Picture: AFP – Angolan President Jose Eduardo dos Santos, left, and his wife Ana Paula gesture during the final election campaign rally on August 29, 2012, in Kilamba Kaixi.
By Chad Williams
The man accused of creating one of the most corrupt regimes in Africa is as chaotic in death as he was in life. José Eduardo dos Santos died in a Barcelona hospital almost two weeks ago, and his family’s skeletons are starting to emerge from the closet.
Preliminary autopsy results show his death was due to natural causes, a Spanish court said on Monday while ordering further examination. Dos Santos, who ruled the oil-rich African nation with an iron first between 1979 and 2017, died in Barcelona on July 8 at the age of 79 after suffering a cardiac arrest, AFP reported.
Since then, the question of when and where he will be buried has pitted the Angolan government and his widow, Ana Paula, against some of his adult children.
This week, Isabel dos Santos, his daughter – who was once Africa’s richest woman – along with some of her siblings, have decided to allow Dos Santos’s remains to be returned to Angola for a state funeral, but only after the elections there on August 24, to avoid an “unacceptable political use” of the event Portuguese news agency Lusa and Reuters reported earlier this week.
Dos Santos made history by becoming president of Angola at the age of 37, and leaving the seat in 2017, 38 years later, and dying recently at the age of 79.
He frequently described himself as an accidental president, taking the reins after Angola’s first leader, Agostinho Neto, died during cancer surgery in 1979. With Neto having served for only four years and the 37-year-old Dos Santos regarded as a relatively weak outside candidate, few could have imagined he would go on to rule for just shy of four decades.
Dos Santos proved an extremely astute politician. A master-manipulator, he was skilled at exposing rivals and forcing them into line. In 2003, Dos Santos banished his party’s secretary general to a junior position for appearing a little too eager to replace him. João Lourenço would have to wait 14 years to finally get his wish to become Angola’s next president.
“He humiliated people,” Alves da Rocha, a senior economist who worked for many years at the ministry of planning told Reuters. “That’s one of the reasons support for him collapsed once he left office.”

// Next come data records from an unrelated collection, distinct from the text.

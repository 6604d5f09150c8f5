//! Image resolver daemon
//!
//! Loads workload templates and an image inventory, then serves image
//! resolution, cost analysis and discovery over HTTP.

use anyhow::{Context, Result};
use image_resolverd::{api, config::ResolverdConfig};
use resolver_lib::{
    health::{components, HealthRegistry},
    provider::Inventory,
    DirectoryCatalog, ImageCache, ImageDiscovery, ImageResolver,
    ImageResolverBuilder, InMemoryCatalog, InMemoryImageProvider, InMemoryParameterStore,
    ResolverMetrics, StructuredLogger, TemplateCatalog,
};
use std::sync::Arc;
use std::time::Duration;
use tokio::sync::broadcast;
use tracing::{info, warn};
use tracing_subscriber::{fmt, prelude::*, EnvFilter};

const RESOLVER_VERSION: &str = env!("CARGO_PKG_VERSION");

#[tokio::main]
async fn main() -> Result<()> {
    // Initialize tracing with JSON output and env filter
    tracing_subscriber::registry()
        .with(EnvFilter::try_from_default_env().unwrap_or_else(|_| EnvFilter::new("info")))
        .with(fmt::layer().json())
        .init();

    info!("Starting image-resolverd");

    let config = ResolverdConfig::load()?;
    info!(region = %config.region, port = config.api_port, "Resolver configured");

    let health_registry = HealthRegistry::new();
    for component in [components::CATALOG, components::PROVIDER, components::CACHE, components::DISCOVERY] {
        health_registry.register(component).await;
    }

    let catalog: Arc<dyn TemplateCatalog> = match DirectoryCatalog::load(&config.template_dir) {
        Ok(catalog) => {
            health_registry
                .record_catalog_size(catalog.names().len())
                .await;
            Arc::new(catalog)
        }
        Err(e) => {
            warn!(dir = %config.template_dir.display(), error = %e, "Failed to load templates");
            health_registry
                .set_unhealthy(components::CATALOG, e.to_string())
                .await;
            Arc::new(InMemoryCatalog::new())
        }
    };

    let inventory = match &config.inventory_path {
        Some(path) => Inventory::load(path)?,
        None => {
            health_registry
                .set_degraded(components::PROVIDER, "No image inventory configured")
                .await;
            Inventory::default()
        }
    };
    let provider = Arc::new(InMemoryImageProvider::from_inventory(&inventory));
    let store = Arc::new(InMemoryParameterStore::from_inventory(&inventory));

    let cache = Arc::new(ImageCache::with_config(config.cache_config()));
    let resolver = Arc::new(
        ImageResolverBuilder::new()
            .provider(provider)
            .catalog(catalog.clone())
            .cache(cache.clone())
            .config(config.resolver_config())
            .build()
            .context("Failed to build resolver")?,
    );
    let discovery = ImageDiscovery::new(store);

    let logger = StructuredLogger::new(&config.instance);
    logger.log_startup(RESOLVER_VERSION, &config.region, catalog.names().len());

    let sweep = cache.start_cleanup(config.sweep_interval());

    if config.warm_cache {
        let warmed = warm_cache(&resolver, &discovery, &config.region).await;
        info!(region = %config.region, images = warmed, "Warmed image cache");
    }

    let (shutdown_tx, _) = broadcast::channel::<()>(1);
    let reporter = tokio::spawn(report_cache_health(
        resolver.clone(),
        health_registry.clone(),
        config.sweep_interval(),
        shutdown_tx.subscribe(),
    ));

    let app_state = Arc::new(api::AppState::new(
        resolver,
        discovery,
        health_registry.clone(),
        config.region.clone(),
    ));

    // Mark resolver as ready after initialization
    health_registry.set_ready(true).await;

    let mut server_shutdown = shutdown_tx.subscribe();
    let server = tokio::spawn(api::serve(config.api_port, app_state, async move {
        let _ = server_shutdown.recv().await;
    }));

    tokio::signal::ctrl_c().await?;
    logger.log_shutdown("SIGINT received");
    health_registry.set_ready(false).await;

    let _ = shutdown_tx.send(());
    sweep.stop().await;
    let _ = reporter.await;
    server.await.context("API server task failed")??;

    info!("Shutdown complete");
    Ok(())
}

/// Cache the images discovered for every well-known release in `region`
async fn warm_cache(resolver: &ImageResolver, discovery: &ImageDiscovery, region: &str) -> usize {
    let discovered = discovery.bulk_discover(region).await;
    resolver
        .warm_cache(discovered.iter().map(|found| found.image_id.as_str()), region)
        .await
}

/// Mirror cache statistics into the health registry and metrics
async fn report_cache_health(
    resolver: Arc<ImageResolver>,
    health_registry: HealthRegistry,
    interval: Duration,
    mut shutdown: broadcast::Receiver<()>,
) {
    let metrics = ResolverMetrics::new();
    let mut ticker = tokio::time::interval(interval);

    loop {
        tokio::select! {
            _ = ticker.tick() => {
                let stats = resolver.cache_stats();
                metrics.set_cache_stats(&stats);
                health_registry.record_cache_stats(&stats).await;
            }
            _ = shutdown.recv() => break,
        }
    }
}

With allegations of rampant corruption during his tenure and with mounting evidence pointing towards his children who have benefited from their father for most of their adult lives, things are starting to get more and more uncomfortable for the Dos Santos offspring. The family have squabbled with Angolan authorities on whether he should be buried in Angola or Barcelona, where he has been living for a number of years. The family had earlier said their father wished to be buried in Spain.
As he lies in a mortuary in Europe, and until a Spanish court decides whether his mortal remains will be buried in Luanda or in Spain, his children are fighting battles that their father can no longer protect them from, hence the call to be pardoned for their sins.
Five of dos Santos’s children have recently signed a letter, saying they agree to a state funeral in Angola for their father. They also said “consolidating the political heritage” of the former president should involve adopting a “amnesty law” and “ending legal proceedings” against “numerous Angolans”.
Since taking over the reins in 2017, President Lourenço has unleashed an anti-corruption drive that has targeted the Dos Santos family. Isabel was fired as the chairperson of the state-owned oil company, Sonangol and had her accounts and assets in Angola and Portugal frozen. Her half-brother, Jose Filomeno, was prosecuted on charges of taking part in an illegal $500 million transfer abroad toward the end of his father’s 38-year rule. They deny wrongdoing.
Following a large number of legal proceedings filed against the family of the former president, the government of Lourenço has asked a dozen countries to freeze the assets of the Dos Santos family, in particular those of Isabel. Many of the countries see this request as a golden opportunity to forge closer ties with Angola, writes Africa Intelligence.
Following a trial that lasted several months, in 2020, Angolan courts sentenced José Filomeno “Zenu” dos Santos, a son of Dos Santos, to five years in prison for fraud, money laundering and influence peddling.
As Angolans go to the polls next month, the irony is that in death, Dos Santos still has the power to sway the electorate, before his burial in his home country.
Lourenço, at the helm of Africa’s second-biggest oil producer, vowed to clamp down on corruption and authorities targeted Dos Santos’s family and close allies. The president is running for a second term and a state funeral for Dos Santos before the vote could help bolster support for the ruling party, a Bloomberg report revealed this week. – Additional reporting from AFP and Reuters
Chad Williams is a multi-media journalist.